Ivan Zelic (born 24 February 1978) is an Australian former international footballer and current writer, film-maker, and actor.

Club career

Ivan Zelic was born to Croatian parents and started to play football at the age of 7 for club side Canberra FC, a club known as a breeding ground for Australian Croatian footballing talent, with the likes of older brother, Australian international Ned Zelic, and Croatian international Josip Simunic also coming through the same ranks.

He won a scholarship at the illustrious Australian Institute of Sport (A.I.S) at the age of 16. It was here that Zelic was picked out by Sydney Olympic in the National Soccer League (NSL), Where he began to ply his trade in the professional league at the age of 17, cementing a spot as a defender in David Ratcliffe's side of 1995–96.

After two seasons, he then signed for Canberra Cosmos, and in his second year there was to become one of the National Soccer League's youngest-ever captains at the age of 21.

He then signed for Adelaide City on a two-year deal, eventually leaving halfway through the second season to join the Melbourne Knights.

After finishing the season, Zelic returned home to play for Canberra FC, being a stand out for the local side as a left sided midfielder as they won the minor premiership.

It was at his next NSL side, Sydney United, that Zelic suffered a Lisfranc fracture, which involved breaking two metatarsals and tearing the ligaments in his right foot whilst playing in Auckland against the Auckland Kingz in the NSL.

He was to eventually recover, and after a 9-month lay off through injury, signed for Malaysian club Johor FC, where he spent a season.

Upon returning to Australia, he signed for NSW premier league sides St. George Saints and Blacktown City Demons, and was in possibly the best form of his career, leading Blacktown to a minor premiership playing as an attacking left sided midfielder.

International career

Zelic was a regular of the Australian Under 20s, or Young Socceroos, starting 11 in the lead up to, and in the World Youth Cup, which was held in Malaysia in 1997.

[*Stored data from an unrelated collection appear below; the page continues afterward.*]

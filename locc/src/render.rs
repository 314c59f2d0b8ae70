//! Text and JSON rendering for CLI output

use std::fmt::Write as _;
use std::path::PathBuf;

use console::Style;
use locclib::{
    aggregate, FileStats, LanguageRegistry, LanguageStats, LocTable, RunError, TableRow,
    TotalStats,
};
use serde::Serialize;

/// Widest a label column may get before names are truncated
const MAX_LABEL_WIDTH: usize = 60;

/// Output format selected with `--format`.
#[derive(Debug, Clone, Copy, PartialEq, Eq)]
pub enum Format {
    Default,
    Json,
    Compact,
    Formatted,
}

impl Format {
    pub const NAMES: [&'static str; 4] = ["default", "json", "compact", "formatted"];

    pub fn from_name(name: &str) -> Self {
        match name {
            "json" => Format::Json,
            "compact" => Format::Compact,
            "formatted" => Format::Formatted,
            _ => Format::Default,
        }
    }
}

/// Everything one invocation counted.
#[derive(Debug, Clone, Default)]
pub struct Report {
    /// Path the user asked for, used to shorten file labels
    pub root: PathBuf,
    pub files: Vec<FileStats>,
    pub errors: Vec<RunError>,
    pub processed: u64,
    pub skipped: u64,
    pub cancelled: bool,
}

impl Report {
    fn table(&self, by_file: bool) -> LocTable {
        if by_file {
            LocTable::by_file(&self.files, Some(&self.root))
        } else {
            LocTable::by_language(&aggregate(&self.files))
        }
    }
}

/// JSON document for `--format json`
#[derive(Debug, Serialize)]
struct JsonReport<'a> {
    languages: Vec<LanguageStats>,
    total: TotalStats,
    #[serde(skip_serializing_if = "Option::is_none")]
    files: Option<&'a [FileStats]>,
    processed: u64,
    skipped: u64,
    errors: &'a [RunError],
    cancelled: bool,
}

/// Render a report in the requested format.
pub fn render(report: &Report, format: Format, by_file: bool) -> serde_json::Result<String> {
    match format {
        Format::Default => Ok(render_plain(&report.table(by_file), report)),
        Format::Formatted => Ok(render_formatted(&report.table(by_file), report)),
        Format::Compact => Ok(render_compact(report)),
        Format::Json => render_json(report, by_file),
    }
}

fn render_plain(table: &LocTable, report: &Report) -> String {
    let widths = column_widths(table);
    let label_width = label_width(table);
    let line_width = label_width + widths.iter().map(|w| w + 2).sum::<usize>();
    let separator = "-".repeat(line_width);

    let mut out = String::new();
    push_line(&mut out, &table.headers[0], &table.headers[1..], label_width, &widths);
    out.push_str(&separator);
    out.push('\n');
    for row in &table.rows {
        push_line(&mut out, &row.label, &row.values, label_width, &widths);
    }
    out.push_str(&separator);
    out.push('\n');
    push_line(&mut out, &table.footer.label, &table.footer.values, label_width, &widths);
    out.push('\n');
    out.push_str(&summary_line(report));
    out
}

fn render_formatted(table: &LocTable, report: &Report) -> String {
    let header_style = Style::new().bold();
    let rule_style = Style::new().dim();
    let total_style = Style::new().bold();
    let label_style = Style::new().cyan();

    let total_code = table.footer.stats.code;
    let format_row = |row: &TableRow| -> Vec<String> {
        let mut values: Vec<String> = row.values.iter().map(|v| group_digits(v)).collect();
        values.push(percentage(row.stats.code, total_code));
        values
    };

    let mut headers: Vec<String> = table.headers[1..].to_vec();
    headers.push("Code %".to_string());
    let rows: Vec<Vec<String>> = table.rows.iter().map(format_row).collect();
    let footer = format_row(&table.footer);

    let mut widths: Vec<usize> = headers.iter().map(|h| h.chars().count()).collect();
    for values in rows.iter().chain(std::iter::once(&footer)) {
        for (width, value) in widths.iter_mut().zip(values) {
            *width = (*width).max(value.chars().count());
        }
    }
    let label_width = label_width(table);
    let line_width = label_width + widths.iter().map(|w| w + 2).sum::<usize>();
    let rule = rule_style.apply_to("─".repeat(line_width)).to_string();

    let mut out = String::new();
    let _ = writeln!(
        out,
        "{}",
        header_style.apply_to(format_line(&table.headers[0], &headers, label_width, &widths))
    );
    let _ = writeln!(out, "{rule}");
    for (row, values) in table.rows.iter().zip(&rows) {
        let label = format!("{:<label_width$}", truncate_name(&row.label, label_width));
        let cells = format_cells(values, &widths);
        let _ = writeln!(out, "{}{}", label_style.apply_to(label), cells);
    }
    let _ = writeln!(out, "{rule}");
    let _ = writeln!(
        out,
        "{}",
        total_style.apply_to(format_line(&table.footer.label, &footer, label_width, &widths))
    );
    out.push('\n');
    let _ = writeln!(
        out,
        "Processed: {}  Skipped: {}  Errors: {}",
        group_digits(&report.processed.to_string()),
        group_digits(&report.skipped.to_string()),
        group_digits(&report.errors.len().to_string()),
    );
    out
}

fn render_compact(report: &Report) -> String {
    let total = locclib::total(&aggregate(&report.files));
    format!(
        "Files: {} | Lines: {} | Code: {} | Comments: {} | Blank: {}\n",
        total.file_count, total.stats.total, total.stats.code, total.stats.comment, total.stats.blank
    )
}

fn render_json(report: &Report, by_file: bool) -> serde_json::Result<String> {
    let languages_by_name = aggregate(&report.files);
    let table = LocTable::by_language(&languages_by_name);
    // keep the table's ranking
    let languages = table
        .rows
        .iter()
        .filter_map(|row| languages_by_name.get(&row.label).cloned())
        .collect();
    let document = JsonReport {
        languages,
        total: locclib::total(&languages_by_name),
        files: by_file.then_some(report.files.as_slice()),
        processed: report.processed,
        skipped: report.skipped,
        errors: &report.errors,
        cancelled: report.cancelled,
    };
    let mut json = serde_json::to_string_pretty(&document)?;
    json.push('\n');
    Ok(json)
}

/// One line per recorded error.
pub fn render_errors(errors: &[RunError]) -> String {
    let mut out = format!("Errors ({}):\n", errors.len());
    for err in errors {
        let _ = writeln!(out, "  {err}");
    }
    out
}

/// Supported languages with their extensions and filenames, sorted by name.
pub fn render_languages(registry: &LanguageRegistry) -> String {
    let mut languages: Vec<_> = registry.languages().collect();
    languages.sort_by(|a, b| a.name.to_lowercase().cmp(&b.name.to_lowercase()));

    let width = languages
        .iter()
        .map(|l| l.name.chars().count())
        .max()
        .unwrap_or(0);

    let mut out = String::new();
    for language in languages {
        let mut matches: Vec<String> = language.extensions.iter().map(|e| format!(".{e}")).collect();
        matches.extend(registry.filenames_for(&language.name).into_iter().map(String::from));
        let _ = writeln!(out, "{:<width$}  {}", language.name, matches.join(", "));
    }
    out
}

fn summary_line(report: &Report) -> String {
    format!(
        "Processed: {}  Skipped: {}  Errors: {}\n",
        report.processed,
        report.skipped,
        report.errors.len()
    )
}

fn column_widths(table: &LocTable) -> Vec<usize> {
    let mut widths: Vec<usize> = table.headers[1..].iter().map(|h| h.chars().count()).collect();
    for row in table.rows.iter().chain(std::iter::once(&table.footer)) {
        for (width, value) in widths.iter_mut().zip(&row.values) {
            *width = (*width).max(value.chars().count());
        }
    }
    widths
}

fn label_width(table: &LocTable) -> usize {
    table
        .rows
        .iter()
        .map(|r| r.label.chars().count())
        .chain([
            table.headers[0].chars().count(),
            table.footer.label.chars().count(),
        ])
        .max()
        .unwrap_or(0)
        .min(MAX_LABEL_WIDTH)
}

fn push_line(out: &mut String, label: &str, values: &[String], label_width: usize, widths: &[usize]) {
    out.push_str(&format_line(label, values, label_width, widths));
    out.push('\n');
}

fn format_line(label: &str, values: &[String], label_width: usize, widths: &[usize]) -> String {
    format!(
        "{:<label_width$}{}",
        truncate_name(label, label_width),
        format_cells(values, widths)
    )
}

fn format_cells(values: &[String], widths: &[usize]) -> String {
    values
        .iter()
        .zip(widths)
        .map(|(value, width)| format!("  {value:>width$}"))
        .collect()
}

/// Truncate a name to fit within max_len, adding ".." prefix if needed
fn truncate_name(name: &str, max_len: usize) -> String {
    let len = name.chars().count();
    if len > max_len && max_len > 2 {
        let tail: String = name.chars().skip(len - max_len + 2).collect();
        format!("..{tail}")
    } else {
        name.to_string()
    }
}

/// Insert thousands separators into a plain integer. Anything else is
/// returned unchanged.
fn group_digits(value: &str) -> String {
    if value.is_empty() || !value.bytes().all(|b| b.is_ascii_digit()) {
        return value.to_string();
    }
    let mut out = String::with_capacity(value.len() + value.len() / 3);
    for (i, ch) in value.chars().enumerate() {
        if i > 0 && (value.len() - i) % 3 == 0 {
            out.push(',');
        }
        out.push(ch);
    }
    out
}

fn percentage(part: u64, whole: u64) -> String {
    if whole == 0 {
        return "0.0%".to_string();
    }
    format!("{:.1}%", part as f64 * 100.0 / whole as f64)
}

#[cfg(test)]
mod tests {
    use super::*;
    use locclib::Locs;

    fn locs(blank: u64, comment: u64, code: u64) -> Locs {
        Locs {
            blank,
            comment,
            code,
            total: blank + comment + code,
        }
    }

    fn sample_report() -> Report {
        Report {
            root: PathBuf::from("/repo"),
            files: vec![
                FileStats::new("/repo/main.go", "Go", "go", locs(2, 1, 1500)),
                FileStats::new("/repo/web/app.js", "JavaScript", "js", locs(1, 0, 500)),
            ],
            errors: vec![RunError::path_access("/repo/locked", "permission denied")],
            processed: 2,
            skipped: 3,
            cancelled: false,
        }
    }

    #[test]
    fn test_group_digits() {
        assert_eq!(group_digits("0"), "0");
        assert_eq!(group_digits("999"), "999");
        assert_eq!(group_digits("1000"), "1,000");
        assert_eq!(group_digits("1234567"), "1,234,567");
        assert_eq!(group_digits("Go"), "Go");
        assert_eq!(group_digits(""), "");
    }

    #[test]
    fn test_percentage() {
        assert_eq!(percentage(1, 4), "25.0%");
        assert_eq!(percentage(0, 0), "0.0%");
        assert_eq!(percentage(2, 3), "66.7%");
    }

    #[test]
    fn test_truncate_name() {
        assert_eq!(truncate_name("short", 10), "short");
        assert_eq!(truncate_name("a/very/long/path.go", 10), "../path.go");
        assert_eq!(truncate_name("a/very/long/path.go", 10).chars().count(), 10);
    }

    #[test]
    fn test_plain_table() {
        let out = render(&sample_report(), Format::Default, false).unwrap();
        let lines: Vec<&str> = out.lines().collect();

        assert!(lines[0].starts_with("Language"));
        assert!(lines[0].contains("Comment"));
        assert!(lines[2].starts_with("Go"));
        assert!(lines[2].ends_with("1503"));
        assert!(lines[3].starts_with("JavaScript"));
        assert!(out.contains("Total (2 languages)"));
        assert!(out.contains("Processed: 2  Skipped: 3  Errors: 1"));
    }

    #[test]
    fn test_plain_table_by_file() {
        let out = render(&sample_report(), Format::Default, true).unwrap();
        assert!(out.contains("File"));
        assert!(out.contains("web/app.js"));
        assert!(!out.contains("/repo/web/app.js"));
        assert!(out.contains("Total (2 files)"));
    }

    #[test]
    fn test_formatted_table() {
        console::set_colors_enabled(false);
        let out = render(&sample_report(), Format::Formatted, false).unwrap();
        assert!(out.contains("1,500"));
        assert!(out.contains("Code %"));
        assert!(out.contains("75.0%"));
        assert!(out.contains("100.0%"));
    }

    #[test]
    fn test_compact() {
        let out = render(&sample_report(), Format::Compact, false).unwrap();
        assert_eq!(
            out,
            "Files: 2 | Lines: 2004 | Code: 2000 | Comments: 1 | Blank: 3\n"
        );
    }

    #[test]
    fn test_json() {
        let out = render(&sample_report(), Format::Json, false).unwrap();
        let parsed: serde_json::Value = serde_json::from_str(&out).unwrap();

        assert_eq!(parsed["languages"][0]["language"], "Go");
        assert_eq!(parsed["languages"][1]["language"], "JavaScript");
        assert_eq!(parsed["total"]["file_count"], 2);
        assert_eq!(parsed["total"]["stats"]["code"], 2000);
        assert_eq!(parsed["processed"], 2);
        assert_eq!(parsed["skipped"], 3);
        assert_eq!(parsed["errors"][0]["kind"], "path_access");
        assert!(parsed.get("files").is_none());

        let out = render(&sample_report(), Format::Json, true).unwrap();
        let parsed: serde_json::Value = serde_json::from_str(&out).unwrap();
        assert_eq!(parsed["files"].as_array().unwrap().len(), 2);
    }

    #[test]
    fn test_render_errors() {
        let out = render_errors(&sample_report().errors);
        assert!(out.starts_with("Errors (1):"));
        assert!(out.contains("/repo/locked"));
        assert!(out.contains("permission denied"));
    }

    #[test]
    fn test_render_languages() {
        let out = render_languages(&LanguageRegistry::builtin());
        assert!(out.lines().any(|l| l.starts_with("Go ") && l.contains(".go")));
        assert!(out.lines().any(|l| l.starts_with("Makefile") && l.contains("Makefile")));
    }

    #[test]
    fn test_format_names() {
        for name in Format::NAMES {
            let format = Format::from_name(name);
            assert_eq!(format == Format::Default, name == "default");
        }
    }
}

After the World Youth Cup was over, he furthered his international career by becoming the captain of the Australian Olympic team or Olyroos in their lead-up to the Sydney 2000 Olympics but was to eventually fall out of favor with Australian Olympic team coach Raul Blanco.

Blanco eventually invited Zelic to be part of the Olympic squad for the 2000 Olympics in Sydney, but Zelic declined the offer in a storm of controversy, instead opting to concentrate on his club football with Adelaide City.

Acting career

Zelic has played guest starring roles in hit Australian shows such as All Saints, Home and Away and Packed to the Rafters.

In 2015, he played the lead role in "Colt 13", a short film directed by Luke A. McKay, which went on to play at numerous film festivals and which earned Zelic a best actor award at the Sydney Indie Film Festival.

Directing career

In 2008, Zelic wrote and directed his first short film, The Sin Bleeder, with cinematographer Marc Windon. Zelic's style in The Sin Bleeder became known for its long takes and smooth camera movements, the short film eventually going on to play at numerous short film festivals, as well as appearing at the Bondi Short Film Festival.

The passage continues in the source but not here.